Max looked up at his mother. “What do the letters mean?”

“Max?” Maya said. “Your papa and I have something to tell you.”

Alex continued to watch his wife with a defeated hostility.

“Two things,” Maya said. “The first is that we love you very much. So, so much. You will always be our boy.”

“I know, silly goose,” Max said. He clapped his hands.

“Do you remember we were looking at a photo album at home once and you wanted to know why there were a hundred pictures of you at seven weeks but none from before?” Maya said. “And we said it was because cameras weren’t around yet, and we finally managed to get one when you got to be seven weeks?”

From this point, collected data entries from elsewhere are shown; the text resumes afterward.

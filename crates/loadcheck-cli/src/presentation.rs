//! Report formatting.
//!
//! Format-only: no domain decisions are made here.

use std::fmt::Write as _;
use std::time::Duration;

use loadcheck_core::ExecutionOutcome;

use crate::handlers::run::{CaseReport, SuiteReport};

/// Print a horizontal separator line.
pub fn print_separator(width: usize) {
    println!("{}", "-".repeat(width));
}

/// Human-readable report, one line per attempted strategy.
pub fn render_text(report: &SuiteReport) -> String {
    let mut out = String::new();
    let _ = writeln!(
        out,
        "{} on {} (run configuration {})",
        report.library, report.host_os, report.run_configuration
    );

    for case in &report.cases {
        match case {
            CaseReport::Passed { flavor, result } => {
                for outcome in &result.outcomes {
                    let _ = writeln!(out, "  {flavor:<13} PASS  {}", outcome_line(outcome));
                }
                if let Some(dir) = &result.build_dir {
                    let _ = writeln!(out, "  {:<13}       kept {}", "", dir.display());
                }
            }
            CaseReport::Skipped { flavor, reason } => {
                let _ = writeln!(out, "  {flavor:<13} SKIP  {reason}");
            }
            CaseReport::Failed {
                flavor,
                error,
                outcomes,
                output,
                ..
            } => {
                for outcome in outcomes {
                    let status = if outcome.success { "PASS" } else { "FAIL" };
                    let _ = writeln!(out, "  {flavor:<13} {status}  {}", outcome_line(outcome));
                }
                let _ = writeln!(out, "  {flavor:<13} FAIL  {error}");
                if let Some(output) = output.as_deref().map(str::trim).filter(|o| !o.is_empty()) {
                    for line in output.lines() {
                        let _ = writeln!(out, "      {line}");
                    }
                }
            }
        }
    }

    let verdict = if report.passed { "PASSED" } else { "FAILED" };
    let _ = writeln!(out, "Result: {verdict}");
    out
}

/// JSON report.
pub fn render_json(report: &SuiteReport) -> serde_json::Result<String> {
    serde_json::to_string_pretty(report)
}

fn outcome_line(outcome: &ExecutionOutcome) -> String {
    format!(
        "{:<29} {} ({})",
        outcome.strategy,
        outcome.status_summary(),
        format_elapsed(outcome.elapsed)
    )
}

fn format_elapsed(elapsed: Duration) -> String {
    if elapsed.as_secs() >= 1 {
        format!("{:.1}s", elapsed.as_secs_f64())
    } else {
        format!("{}ms", elapsed.as_millis())
    }
}

#[cfg(test)]
mod tests {
    use super::*;
    use loadcheck_core::{DeploymentStrategy, ProbeFlavor, TargetOs, TestCaseResult};

    fn report(cases: Vec<CaseReport>, passed: bool) -> SuiteReport {
        SuiteReport {
            host_os: TargetOs::MacOs,
            run_configuration: "mac11".to_string(),
            library: "libenergyplusapi.dylib".to_string(),
            cases,
            passed,
        }
    }

    fn passed_case() -> CaseReport {
        let started = "2024-01-01T00:00:00Z".parse().unwrap();
        CaseReport::Passed {
            flavor: ProbeFlavor::StaticLink,
            result: TestCaseResult::new(
                TargetOs::MacOs,
                ProbeFlavor::StaticLink,
                vec![ExecutionOutcome::completed(
                    DeploymentStrategy::RunFromInstallDirectory,
                    Some(0),
                    "Hello, world!\n",
                    "",
                    Duration::from_millis(12),
                )],
                started,
            ),
        }
    }

    fn failed_case() -> CaseReport {
        CaseReport::Failed {
            flavor: ProbeFlavor::DelayedLoad,
            error: "Probe failed under ColocateBinaryWithLibrary: exit code 1".to_string(),
            strategy: Some(DeploymentStrategy::ColocateBinaryWithLibrary),
            outcomes: vec![
                ExecutionOutcome::passed(DeploymentStrategy::ColocateLibraryWithBinary, "ok"),
                ExecutionOutcome::completed(
                    DeploymentStrategy::ColocateBinaryWithLibrary,
                    Some(1),
                    "",
                    "Cannot open library: image not found\n",
                    Duration::from_millis(3),
                ),
            ],
            output: Some("Cannot open library: image not found\n".to_string()),
        }
    }

    #[test]
    fn test_text_report_lists_each_strategy() {
        let text = render_text(&report(vec![passed_case(), failed_case()], false));
        assert!(text.starts_with("libenergyplusapi.dylib on macOS (run configuration mac11)\n"));
        assert!(text.contains("static-link   PASS  RunFromInstallDirectory"));
        assert!(text.contains("exit code 0 (12ms)"));
        assert!(text.contains("delayed-load  PASS  ColocateLibraryWithBinary"));
        assert!(text.contains("delayed-load  FAIL  ColocateBinaryWithLibrary"));
        assert!(text.contains("      Cannot open library: image not found"));
        assert!(text.ends_with("Result: FAILED\n"));
    }

    #[test]
    fn test_skipped_case() {
        let text = render_text(&report(
            vec![CaseReport::Skipped {
                flavor: ProbeFlavor::StaticLink,
                reason: "not supported on Windows".to_string(),
            }],
            true,
        ));
        assert!(text.contains("static-link   SKIP  not supported on Windows"));
        assert!(text.ends_with("Result: PASSED\n"));
    }

    #[test]
    fn test_json_report_is_tagged() {
        let json = render_json(&report(vec![passed_case(), failed_case()], false)).unwrap();
        let value: serde_json::Value = serde_json::from_str(&json).unwrap();
        assert_eq!(value["host_os"], "macos");
        assert_eq!(value["passed"], false);
        assert_eq!(value["cases"][0]["status"], "passed");
        assert_eq!(
            value["cases"][0]["result"]["outcomes"][0]["strategy"],
            "run_from_install_directory"
        );
        assert_eq!(value["cases"][1]["status"], "failed");
        assert_eq!(value["cases"][1]["strategy"], "colocate_binary_with_library");
    }

    #[test]
    fn test_format_elapsed() {
        assert_eq!(format_elapsed(Duration::from_millis(250)), "250ms");
        assert_eq!(format_elapsed(Duration::from_millis(1500)), "1.5s");
    }
}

“I guess,” Max said cautiously.

“We weren’t telling the truth, honey,” Maya said. “Please don’t be upset with us. We want to tell you the truth. We want to tell you only the truth from now on.”

“Maya,” Alex whispered like a drugged person.

“The truth is that we are your second mommy and daddy,” Maya said. “Another mommy and daddy had you in their belly. Right where these letters are — it was you. But then, after you were born, they asked if your papa and I would take you. They really loved you but they couldn’t hold on to you — they were too young to take care of a baby. They loved you so much. And they wouldn’t give you away until they had found some people who they knew would love you even more.”

Max stared at her, trying to understand. “So I wasn’t in your belly?” he said, frowning.